We turn westward along the Quai and ascend on our L., the narrow Rue de la Colombe, across which a double line of stones traces the position of the Gallo-Roman wall, that enclosed the Cité. We continue to ascend, and on our L., No. 26 Rue Chanoinesse, we enter a small court where we find a portion of the old pavement of St. Aignan's church, with the almost effaced lineaments on the tombstones of those, now forgotten, who were doubtless famous churchmen in their time, and where St. Bernard wept a whole day, fearing that God had withdrawn from him the power of converting souls. This faint trace of the past wealth of churches remains, but where are the sanctuaries of Ste. Geneviève des Ardents, St. Pierre des Arces, St. Denis of the Prison, St. Germain le Vieux, Ste. Croix, St. Symphorien, St. Martial, St. Bartholomew, and the church of the Barnabites, which replaced that of St. Anne, which replaced the old Abbey church of St. Eloy, all clustering around their parent church of Our Lady like nuns under their patroness' mantle? Until comparatively recent times the church of St. Marine was used as a joiner's workshop, and one of the chapels of Ste. Madeleine, parish church of the water-sellers, served as a wine merchant's store! All that survives of the ancient splendour of the Cité are Notre Dame and some portions of the Palais, including the Ste. Chapelle.

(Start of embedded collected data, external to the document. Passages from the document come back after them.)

//! JSON description of an LP and its conversion into a kernel problem.

use serde::Deserialize;
use simplexkit_solver::{Bounds, ColKind, Direction, LpError, Problem, VarStatus};
use std::path::Path;
use thiserror::Error;

#[derive(Error, Debug)]
pub enum ModelError {
    #[error("cannot read model: {0}")]
    Io(#[from] std::io::Error),
    #[error("invalid model: {0}")]
    Json(#[from] serde_json::Error),
    #[error("{what}: lower bound {lower} exceeds upper bound {upper}")]
    Bounds { what: String, lower: f64, upper: f64 },
    #[error(transparent)]
    Lp(#[from] LpError),
}

/// Bounds as written in a model file; a missing side is unbounded.
#[derive(Debug, Clone, Copy, Default, Deserialize)]
pub struct BoundsDef {
    #[serde(default)]
    pub lower: Option<f64>,
    #[serde(default)]
    pub upper: Option<f64>,
}

impl BoundsDef {
    fn nonnegative() -> Self {
        Self { lower: Some(0.0), upper: None }
    }

    fn to_bounds(self, what: impl FnOnce() -> String) -> Result<Bounds, ModelError> {
        Ok(match (self.lower, self.upper) {
            (None, None) => Bounds::Free,
            (Some(lb), None) => Bounds::Lower(lb),
            (None, Some(ub)) => Bounds::Upper(ub),
            (Some(lb), Some(ub)) if lb == ub => Bounds::Fixed(lb),
            (Some(lb), Some(ub)) if lb < ub => Bounds::Double(lb, ub),
            (Some(lower), Some(upper)) => return Err(ModelError::Bounds { what: what(), lower, upper }),
        })
    }
}

/// Basis status requested for a row or column
#[derive(Debug, Clone, Copy, PartialEq, Eq, Deserialize)]
#[serde(rename_all = "lowercase")]
pub enum StatusDef {
    Basic,
    Lower,
    Upper,
    Free,
    Fixed,
}

impl From<StatusDef> for VarStatus {
    fn from(def: StatusDef) -> Self {
        match def {
            StatusDef::Basic => VarStatus::Basic,
            StatusDef::Lower => VarStatus::NonbasicLower,
            StatusDef::Upper => VarStatus::NonbasicUpper,
            StatusDef::Free => VarStatus::NonbasicFree,
            StatusDef::Fixed => VarStatus::NonbasicFixed,
        }
    }
}

#[derive(Debug, Clone, Deserialize)]
pub struct RowDef {
    #[serde(default)]
    pub name: Option<String>,
    #[serde(default)]
    pub bounds: BoundsDef,
    #[serde(default)]
    pub status: Option<StatusDef>,
}

#[derive(Debug, Clone, Deserialize)]
pub struct ColDef {
    #[serde(default)]
    pub name: Option<String>,
    /// Defaults to `x >= 0`
    #[serde(default = "BoundsDef::nonnegative")]
    pub bounds: BoundsDef,
    #[serde(default)]
    pub obj: f64,
    #[serde(default)]
    pub integer: bool,
    #[serde(default)]
    pub status: Option<StatusDef>,
}

/// An LP as stored in a JSON model file
#[derive(Debug, Clone, Default, Deserialize)]
pub struct Model {
    #[serde(default)]
    pub name: Option<String>,
    #[serde(default)]
    pub direction: Direction,
    #[serde(default)]
    pub obj_const: f64,
    #[serde(default)]
    pub rows: Vec<RowDef>,
    #[serde(default)]
    pub cols: Vec<ColDef>,
    /// Non-zero constraint coefficients as `[row, col, value]`
    #[serde(default)]
    pub matrix: Vec<(usize, usize, f64)>,
}

impl Model {
    pub fn parse(source: &str) -> Result<Self, ModelError> {
        Ok(serde_json::from_str(source)?)
    }

    pub fn load(path: &Path) -> Result<Self, ModelError> {
        Self::parse(&std::fs::read_to_string(path)?)
    }

    /// Build the kernel problem. Requested statuses are applied last so that
    /// they are checked against the final bounds.
    pub fn build(&self) -> Result<Problem, ModelError> {
        let mut lp = Problem::new();
        if let Some(name) = &self.name {
            lp.set_prob_name(name)?;
        }
        lp.set_obj_dir(self.direction);
        lp.set_obj_const(self.obj_const);

        if !self.rows.is_empty() {
            lp.add_rows(self.rows.len())?;
        }
        for (i, row) in self.rows.iter().enumerate() {
            if let Some(name) = &row.name {
                lp.set_row_name(i, name)?;
            }
            let bounds = row.bounds.to_bounds(|| describe("row", i, row.name.as_deref()))?;
            lp.set_row_bnds(i, bounds)?;
        }

        if !self.cols.is_empty() {
            lp.add_cols(self.cols.len())?;
        }
        for (j, col) in self.cols.iter().enumerate() {
            if let Some(name) = &col.name {
                lp.set_col_name(j, name)?;
            }
            let bounds = col.bounds.to_bounds(|| describe("column", j, col.name.as_deref()))?;
            lp.set_col_bnds(j, bounds)?;
            lp.set_obj_coef(j, col.obj)?;
            if col.integer {
                lp.set_col_kind(j, ColKind::Integer)?;
            }
        }

        if !self.matrix.is_empty() {
            let ia: Vec<usize> = self.matrix.iter().map(|t| t.0).collect();
            let ja: Vec<usize> = self.matrix.iter().map(|t| t.1).collect();
            let ar: Vec<f64> = self.matrix.iter().map(|t| t.2).collect();
            lp.load_matrix(&ia, &ja, &ar)?;
        }

        for (i, row) in self.rows.iter().enumerate() {
            if let Some(stat) = row.status {
                lp.set_row_stat(i, stat.into())?;
            }
        }
        for (j, col) in self.cols.iter().enumerate() {
            if let Some(stat) = col.status {
                lp.set_col_stat(j, stat.into())?;
            }
        }
        Ok(lp)
    }
}

fn describe(kind: &str, num: usize, name: Option<&str>) -> String {
    match name {
        Some(name) => format!("{kind} {num} ({name})"),
        None => format!("{kind} {num}"),
    }
}

#[cfg(test)]
mod tests {
    use super::*;

    const SAMPLE: &str = r#"{
        "name": "sample",
        "direction": "Maximize",
        "rows": [
            { "name": "cap", "bounds": { "upper": 4 }, "status": "upper" },
            { "name": "mix", "bounds": { "upper": 6 } }
        ],
        "cols": [
            { "name": "x", "obj": 3, "status": "basic" },
            { "name": "y", "obj": 2, "integer": true }
        ],
        "matrix": [[0, 0, 1], [0, 1, 1], [1, 0, 1], [1, 1, 3]]
    }"#;

    #[test]
    fn test_build_sample_model() {
        let lp = Model::parse(SAMPLE).unwrap().build().unwrap();
        assert_eq!(lp.prob_name(), Some("sample"));
        assert_eq!(lp.obj_dir(), Direction::Maximize);
        assert_eq!(lp.num_rows(), 2);
        assert_eq!(lp.num_cols(), 2);
        assert_eq!(lp.num_nz(), 4);
        assert_eq!(lp.num_int(), 1);
        assert_eq!(lp.find_col("y"), Some(1));
        assert_eq!(lp.row_bnds(1).unwrap(), Bounds::Upper(6.0));
        assert_eq!(lp.col_bnds(0).unwrap(), Bounds::Lower(0.0));
        assert_eq!(lp.row_stat(0).unwrap(), VarStatus::NonbasicUpper);
        assert_eq!(lp.col_stat(0).unwrap(), VarStatus::Basic);
    }

    #[test]
    fn test_bounds_def_conversion() {
        let what = || "row 0".to_string();
        let def = BoundsDef { lower: Some(2.0), upper: Some(2.0) };
        assert_eq!(def.to_bounds(what).unwrap(), Bounds::Fixed(2.0));
        assert_eq!(BoundsDef::default().to_bounds(what).unwrap(), Bounds::Free);

        let def = BoundsDef { lower: Some(3.0), upper: Some(1.0) };
        let err = def.to_bounds(what).unwrap_err();
        assert_eq!(err.to_string(), "row 0: lower bound 3 exceeds upper bound 1");
    }

    #[test]
    fn test_duplicate_triplets_rejected() {
        let model = Model {
            rows: vec![RowDef { name: None, bounds: BoundsDef::default(), status: None }],
            cols: vec![ColDef {
                name: None,
                bounds: BoundsDef::nonnegative(),
                obj: 0.0,
                integer: false,
                status: None,
            }],
            matrix: vec![(0, 0, 1.0), (0, 0, 2.0)],
            ..Model::default()
        };
        let err = model.build().unwrap_err();
        assert!(matches!(err, ModelError::Lp(LpError::InvariantViolation { op: "load_matrix", .. })));
    }

    #[test]
    fn test_malformed_json() {
        assert!(matches!(Model::parse("{ \"rows\": 3 }"), Err(ModelError::Json(_))));
    }
}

We turn R. to the Rue d'Arcole that has swept away the old church of St. Landry, near which, until the reign of Louis XIII., a market was held for the sale of foundling children at thirty sous. The scandal was abolished by the efforts of the gentle St. Vincent de Paul, Anne of Austria's confessor. Turning L. along this street we emerge on the Parvis, which we skirt to the R. along the façade of the new Hôtel Dieu, and reach the Rue de la Cité. We turn R., cross to the L. and follow the broad Rue de Lutèce to the Palais de Justice.

The Sainte Chapelle and the Palais de Justice.

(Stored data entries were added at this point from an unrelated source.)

use log::debug;

use crate::basis::InvertStatus;
use crate::error::{LpError, LpResult, ensure};
use crate::problem::{Bounds, Direction, Problem, VarStatus};
use crate::solution::{DualStatus, PrimalStatus};
use crate::sparse::SparseVec;

/// Outcome of `Problem::warm_up`
#[cfg_attr(feature = "serde", derive(serde::Serialize, serde::Deserialize))]
#[derive(Debug, Clone, Copy, PartialEq, Eq)]
pub enum WarmUpStatus {
    /// The basic solution was computed and stored
    Ok,
    /// The problem has no rows or no columns
    Empty,
    /// The statuses do not define a basis
    InvalidBasis,
    /// The basis matrix is singular or ill-conditioned
    Singular,
}

/// Sense of an inequality on a linear form
#[cfg_attr(feature = "serde", derive(serde::Serialize, serde::Deserialize))]
#[derive(Debug, Clone, Copy, PartialEq, Eq)]
pub enum ConstraintOp {
    /// Greater than or equal (>=)
    Ge,
    /// Less than or equal (<=)
    Le,
}

/// Value of a nonbasic variable implied by its status.
fn nonbasic_value(bounds: Bounds, stat: VarStatus) -> f64 {
    match stat {
        VarStatus::NonbasicLower | VarStatus::NonbasicFixed => bounds.lb(),
        VarStatus::NonbasicUpper => bounds.ub(),
        VarStatus::NonbasicFree | VarStatus::Basic => 0.0,
    }
}

impl Problem {
    /// Primal values `(row_prim, col_prim)` of the current basic solution.
    pub fn eval_primal(&self) -> LpResult<(Vec<f64>, Vec<f64>)> {
        self.factor("eval_primal")?;
        let (m, n) = (self.num_rows(), self.num_cols());
        let mut prim = vec![0.0; m + n];
        // right-hand side -N*xN of B*xB = -N*xN
        let mut rhs = vec![0.0; m];
        for k in 0..m + n {
            let var = self.var(k);
            if var.stat.is_basic() {
                continue;
            }
            let xn = nonbasic_value(var.bounds, var.stat);
            prim[k] = xn;
            if xn == 0.0 {
                continue;
            }
            if k < m {
                rhs[k] -= xn;
            } else {
                for (i, a) in self.matrix.col(k - m) {
                    rhs[i] += a * xn;
                }
            }
        }
        self.ftran(&mut rhs)?;
        for (&k, &x) in self.basis.head.iter().zip(&rhs) {
            prim[k] = x;
        }
        let col_prim = prim.split_off(m);
        Ok((prim, col_prim))
    }

    /// Dual values (reduced costs) `(row_dual, col_dual)` of the current basic
    /// solution. Basic variables get zero.
    pub fn eval_dual(&self) -> LpResult<(Vec<f64>, Vec<f64>)> {
        self.factor("eval_dual")?;
        let (m, n) = (self.num_rows(), self.num_cols());
        let mut pi: Vec<f64> = self
            .basis
            .head
            .iter()
            .map(|&k| if k < m { 0.0 } else { self.cols[k - m].coef })
            .collect();
        self.btran(&mut pi)?;
        let mut row_dual = vec![0.0; m];
        let mut col_dual = vec![0.0; n];
        for (i, d) in row_dual.iter_mut().enumerate() {
            if !self.rows[i].stat.is_basic() {
                *d = -pi[i];
            }
        }
        for (j, d) in col_dual.iter_mut().enumerate() {
            let col = &self.cols[j];
            if !col.stat.is_basic() {
                *d = col.coef + self.matrix.col(j).map(|(i, a)| a * pi[i]).sum::<f64>();
            }
        }
        Ok((row_dual, col_dual))
    }

    /// Make sure a factorized basis exists, then compute, classify and store
    /// the basic solution.
    pub fn warm_up(&mut self) -> LpResult<WarmUpStatus> {
        let (m, n) = (self.num_rows(), self.num_cols());
        if !self.is_basis_valid() {
            if m == 0 || n == 0 {
                return Ok(WarmUpStatus::Empty);
            }
            match self.invert() {
                InvertStatus::Success => {}
                InvertStatus::Singular | InvertStatus::IllConditioned => return Ok(WarmUpStatus::Singular),
                InvertStatus::StructuralError => return Ok(WarmUpStatus::InvalidBasis),
            }
        }
        let (row_prim, col_prim) = self.eval_primal()?;
        let tol_bnd = 3.0 * self.params.tol_bnd;
        let p_stat = if row_prim.iter().chain(&col_prim).enumerate().any(|(k, &prim)| {
            let b = self.var(k).bounds;
            (b.has_lower() && prim < b.lb() - tol_bnd * (1.0 + b.lb().abs()))
                || (b.has_upper() && prim > b.ub() + tol_bnd * (1.0 + b.ub().abs()))
        }) {
            PrimalStatus::Infeasible
        } else {
            PrimalStatus::Feasible
        };

        let (row_dual, col_dual) = self.eval_dual()?;
        let tol_dj = 3.0 * self.params.tol_dj;
        let dir = self.dir.sign();
        let d_stat = if row_dual.iter().chain(&col_dual).enumerate().any(|(k, &dual)| {
            let stat = self.var(k).stat;
            let below = matches!(stat, VarStatus::Basic | VarStatus::NonbasicLower | VarStatus::NonbasicFree);
            let above = matches!(stat, VarStatus::Basic | VarStatus::NonbasicUpper | VarStatus::NonbasicFree);
            (below && dir * dual < -tol_dj) || (above && dir * dual > tol_dj)
        }) {
            DualStatus::Infeasible
        } else {
            DualStatus::Feasible
        };

        debug!("warm_up: primal {:?}, dual {:?}", p_stat, d_stat);
        self.put_solution(p_stat, d_stat, &row_prim, &row_dual, &col_prim, &col_dual)?;
        Ok(WarmUpStatus::Ok)
    }

    /// Row of the simplex tableau for basic variable `k`: the coefficients
    /// expressing `x[k]` through the nonbasic variables.
    pub fn eval_tab_row(&self, k: usize) -> LpResult<SparseVec> {
        const OP: &str = "eval_tab_row";
        self.factor(OP)?;
        self.check_var(OP, k)?;
        let m = self.num_rows();
        let i = match self.basis.pos[k] {
            Some(i) => i,
            None => return Err(LpError::invalid(OP, format!("k = {k}; variable must be basic"))),
        };
        let mut rho = vec![0.0; m];
        rho[i] = 1.0;
        self.btran(&mut rho)?;
        Ok(self.nonbasic_row(&rho, |_| 0.0))
    }

    /// Coefficients of the nonbasic variables in `c(x) - rho' * (x_R - A*x_S)`,
    /// where `c` gives the structural part of the given form.
    fn nonbasic_row(&self, rho: &[f64], structural: impl Fn(usize) -> f64) -> SparseVec {
        let (m, n) = (self.num_rows(), self.num_cols());
        let mut out = SparseVec::with_capacity(n);
        for t in 0..m + n {
            if self.var(t).stat.is_basic() {
                continue;
            }
            let alfa = if t < m {
                -rho[t]
            } else {
                let j = t - m;
                structural(j) + self.matrix.col(j).map(|(i, a)| rho[i] * a).sum::<f64>()
            };
            if alfa != 0.0 {
                out.push(t, alfa);
            }
        }
        out
    }

    /// Column of the simplex tableau for nonbasic variable `k`: how every basic
    /// variable changes per unit increase of `x[k]`. Entries are keyed by
    /// basic variable id.
    pub fn eval_tab_col(&self, k: usize) -> LpResult<SparseVec> {
        const OP: &str = "eval_tab_col";
        self.factor(OP)?;
        self.check_var(OP, k)?;
        let m = self.num_rows();
        ensure!(self.basis.pos[k].is_none(), OP, "k = {}; variable must be non-basic", k);
        let mut col = vec![0.0; m];
        if k < m {
            col[k] = -1.0;
        } else {
            for (i, a) in self.matrix.col(k - m) {
                col[i] = a;
            }
        }
        self.ftran(&mut col)?;
        Ok(self.keyed_by_basis(&col))
    }

    fn keyed_by_basis(&self, x: &[f64]) -> SparseVec {
        SparseVec::from_pairs(
            self.basis
                .head
                .iter()
                .zip(x)
                .filter(|&(_, &v)| v != 0.0)
                .map(|(&k, &v)| (k, v)),
        )
    }

    /// Express the linear form `sum a[j] * x[m+j]` over structural variables
    /// through the nonbasic variables only.
    pub fn transform_row(&self, row: &SparseVec) -> LpResult<SparseVec> {
        const OP: &str = "transform_row";
        self.factor(OP)?;
        let (m, n) = (self.num_rows(), self.num_cols());
        let a = self.unpack(OP, row, n, "row", "column")?;
        let mut rho: Vec<f64> = self
            .basis
            .head
            .iter()
            .map(|&k| if k < m { 0.0 } else { a[k - m] })
            .collect();
        self.btran(&mut rho)?;
        Ok(self.nonbasic_row(&rho, |j| a[j]))
    }

    /// Solve `B*alfa = a` for an explicit column `a` over the rows; entries of
    /// the result are keyed by basic variable id.
    pub fn transform_col(&self, col: &SparseVec) -> LpResult<SparseVec> {
        const OP: &str = "transform_col";
        self.factor(OP)?;
        let m = self.num_rows();
        let mut a = self.unpack(OP, col, m, "column", "row")?;
        self.ftran(&mut a)?;
        Ok(self.keyed_by_basis(&a))
    }

    /// Scatter an explicit row or column into a dense vector of length `dim`.
    fn unpack(&self, op: &'static str, v: &SparseVec, dim: usize, shape: &str, what: &str) -> LpResult<Vec<f64>> {
        v.check(op)?;
        ensure!(v.len() <= dim, op, "len = {}; invalid {} length", v.len(), shape);
        let mut dense = vec![0.0; dim];
        for (t, (k, x)) in v.iter().enumerate() {
            ensure!(k < dim, op, "ind[{}] = {}; {} index out of range", t, k, what);
            ensure!(x != 0.0, op, "val[{}] = 0; zero coefficient not allowed", t);
            ensure!(dense[k] == 0.0, op, "ind[{}] = {}; duplicate {} indices not allowed", t, k, what);
            dense[k] = x;
        }
        Ok(dense)
    }

    /// Value of `sum a[j] * x[m+j]` at the current basic solution.
    pub fn eval_row(&self, row: &SparseVec) -> LpResult<f64> {
        const OP: &str = "eval_row";
        row.check(OP)?;
        let n = self.num_cols();
        let mut sum = 0.0;
        for (j, a) in row.iter() {
            ensure!(j < n, OP, "j = {}; column number out of range", j);
            sum += a * self.cols[j].prim;
        }
        Ok(sum)
    }

    /// Lower estimate of the objective change one dual simplex step would
    /// cause if the violated inequality `row op rhs` were added to the
    /// problem. The current basic solution must be dual feasible. Returns
    /// `f64::MAX` (`-f64::MAX` when maximizing) if no adjacent dual feasible
    /// basis exists.
    pub fn eval_degrad(&self, row: &SparseVec, op: ConstraintOp, rhs: f64) -> LpResult<f64> {
        const OP: &str = "eval_degrad";
        ensure!(self.dual_stat() == DualStatus::Feasible, OP, "LP basis is not dual feasible");
        row.check(OP)?;
        ensure!(row.len() <= self.num_cols(), OP, "len = {}; invalid row length", row.len());
        let y = self.eval_row(row)?;
        let violated = match op {
            ConstraintOp::Ge => y < rhs,
            ConstraintOp::Le => y > rhs,
        };
        ensure!(violated, OP, "y = {}, rhs = {}; constraint is not violated", y, rhs);

        let alfa = self.transform_row(row)?;
        let how = match op {
            ConstraintOp::Ge => 1,
            ConstraintOp::Le => -1,
        };
        let Some(q) = self.dual_ratio_test(&alfa, how, 1e-7)? else {
            return Ok(match self.dir {
                Direction::Minimize => f64::MAX,
                Direction::Maximize => -f64::MAX,
            });
        };
        let alfa_q = alfa.get(q).unwrap_or(f64::NAN);
        let delta = (rhs - y) / alfa_q * self.var(q).dual;
        Ok(match self.dir {
            Direction::Minimize => delta.max(0.0),
            Direction::Maximize => delta.min(0.0),
        })
    }
}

Entering the Cour du Mai by the great iron grille which has replaced the old stone portal, flanked by two towers, a passage on the left leads us to the Cour de la Ste. Chapelle (p. [86]). We enter by the west porch of the lower chapel. On the central pier is a restored figure of the Virgin whose original is said to have bowed her head to the famous Scotch theologian Duns Scotus, in recognition of his championship of the dogma of the Immaculate Conception, in 1304: in the decoration of the base of the column and of the embrasures of the door, the Fleur-de-Lys of St. Louis is seen alternating with the Castilian Tower of his mother, Blanche of Castile, a decorative motive repeated in the painting of the chapel.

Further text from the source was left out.